In 1982, after Fianna Fáil loses its majority but stays in government by virtue of a confidence and supply agreement with Sinn Féin – The Workers Party and two independents, O’Malley is appointed Minister for Trade, Commerce and Tourism, but with the death of Colley and the loss of O’Donoghue’s seat, he becomes increasingly isolated within Fianna Fáil.
After the party whip is removed from him in 1984, amidst inter-party wrangling over the New Ireland Forum, O’Malley is expelled from the party the following year, the final straw being his famous “I stand by the Republic” speech in which he announces his intention to abstain on a vote regarding the liberalisation of the sales of contraceptives, which Fianna Fáil opposes.
O’Malley goes on to establish the Progressive Democrats, joined by Mary Harney (who had also been expelled by Fianna Fáil), and later by Fianna Fáil TDs Bobby Molloy and Pearse Wyse, as well as Fine Gael TD Michael Keating. In the 1987 Irish general election, the Progressive Democrats win fourteen seats, making them the third biggest party in the Dáil. Among those elected are O’Malley, his cousin Patrick O’Malley, Anne Colley, daughter of George Colley, Martin Gibbons, son of Jim Gibbons, Michael McDowell and Martin Cullen.
O’Malley’s animus for Haughey does not stop him from entering coalition with Fianna Fáil after the 1989 Irish general election, with him once again appointed Minister for Industry and Commerce. While in government, he finally witnesses the downfall of Haughey in 1992, when he is forced to resign over the emergence of new evidence concerning his tapping of journalists’ phones in the 1980s. The coalition with Fianna Fáil does not last long under new Taoiseach Albert Reynolds, with the Government collapsing after Reynolds accuses O’Malley of dishonesty during the Beef Tribunal.
O’Malley retires as leader of the Progressive Democrats in 1993, and the party moves into opposition, only to re-enter government with Fianna Fáil in 1997, where it remains upon O’Malley’s retirement from politics in 2002.
While the Progressive Democrats no longer exist, they are generally credited with the breaking up of the Fianna Fáil versus Fine Gael dichotomy of Irish politics that had dominated since the founding of the Free State. Since 1922, Irish governments have tended to be either single-party Fianna Fáil cabinets, be they minority or majority, or Fine Gael-led coalitions, typically involving the Labour Party. A Fine Gael-Labour coalition is in power at the time of the founding of the Progressive Democrats, and a single-party government or clear majority has not been won in Ireland since.

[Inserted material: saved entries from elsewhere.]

// Renderers for each output format.
//
// Every format carries the same two fields per row, in the same order:
// `full_text`, then `topic`. Output is a pure function of the view and the
// style, so the same inputs always produce the same bytes.

use std::io;

use serde_json::Value;

use super::view::ResultView;
use super::OutputFormat;
use crate::topics::TopicResult;

const COLUMNS: [&str; 2] = ["full_text", "topic"];

/// How much room the renderer may take.
#[derive(Debug, Clone, Copy, PartialEq, Eq)]
pub enum Style {
    /// Meant to be read in a terminal.
    Pretty,
    /// Meant to be stored.
    Compact,
}

/// Render the whole view into a buffer.
pub fn render(view: &ResultView<'_>, format: OutputFormat, style: Style) -> io::Result<Vec<u8>> {
    match format {
        OutputFormat::Json => render_json(view, style),
        OutputFormat::JsonLines => render_json_lines(view),
        OutputFormat::Csv => render_csv(view),
        OutputFormat::Markdown => Ok(render_markdown(view).into_bytes()),
    }
}

fn render_json(view: &ResultView<'_>, style: Style) -> io::Result<Vec<u8>> {
    let mut buf = match style {
        Style::Pretty => serde_json::to_vec_pretty(view)?,
        Style::Compact => serde_json::to_vec(view)?,
    };
    buf.push(b'\n');
    Ok(buf)
}

fn render_json_lines(view: &ResultView<'_>) -> io::Result<Vec<u8>> {
    let mut buf = Vec::new();
    for row in view.rows() {
        serde_json::to_writer(&mut buf, row)?;
        buf.push(b'\n');
    }
    Ok(buf)
}

fn render_csv(view: &ResultView<'_>) -> io::Result<Vec<u8>> {
    let mut writer = csv::Writer::from_writer(Vec::new());
    writer.write_record(COLUMNS)?;
    for row in view.rows() {
        writer.write_record([row.full_text, topic_cell(row.topic).as_str()])?;
    }
    writer.into_inner().map_err(|e| io::Error::other(e.to_string()))
}

fn render_markdown(view: &ResultView<'_>) -> String {
    let mut out = format!("| {} | {} |\n| --- | --- |\n", COLUMNS[0], COLUMNS[1]);
    for row in view.rows() {
        out.push_str(&format!(
            "| {} | {} |\n",
            markdown_cell(row.full_text),
            markdown_cell(&topic_cell(row.topic))
        ));
    }
    out
}

/// Flatten a topic result into a single text cell: strings as-is, null as
/// empty, anything structured as compact JSON.
pub fn topic_cell(topic: &TopicResult) -> String {
    match topic {
        Value::String(s) => s.clone(),
        Value::Null => String::new(),
        other => other.to_string(),
    }
}

fn markdown_cell(text: &str) -> String {
    text.replace('|', "\\|")
        .replace("\r\n", "<br>")
        .replace(['\n', '\r'], "<br>")
}
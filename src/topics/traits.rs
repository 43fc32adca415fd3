// Topic model trait: the swap-ready abstraction over a fitted pipeline.
//
// The pipeline never looks inside the model. Anything that can turn cleaned
// text into one topic result per document can stand behind this trait: the
// keyword model shipped here, or a test double.

use anyhow::Result;

/// One inference output. Its shape (a label, a list of labels, a probability
/// vector) belongs to the model; the pipeline only attaches and renders it.
pub type TopicResult = serde_json::Value;

pub trait TopicModel {
    /// Transform cleaned documents into topic results.
    ///
    /// Implementations return exactly one result per document, in input order.
    /// An error fails the whole call; there is no per-document isolation.
    fn transform(&self, documents: &[String]) -> Result<Vec<TopicResult>>;
}
// The batch inference pipeline: inference step and full-run orchestration.

pub mod inference;
pub mod run;

pub use inference::infer;
pub use run::run;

O’Malley dies in Dublin on July 21, 2021, at the age of 82, having been in poor health for some time. He is predeceased by his wife, Pat, and survived by their six children, four daughters including the former TD Fiona O’Malley, and two sons.
Perhaps O’Malley’s greatest legacy is the political reality of Ireland today: the low-tax, pro-business economic policies of the Progressive Democrats have been the dominant ideology in the State since the 1990s. Sinn Féin, the party most affected by his measures as Minister for Justice, no longer vote against the retention of the Offences Against the State Act and Special Criminal Court.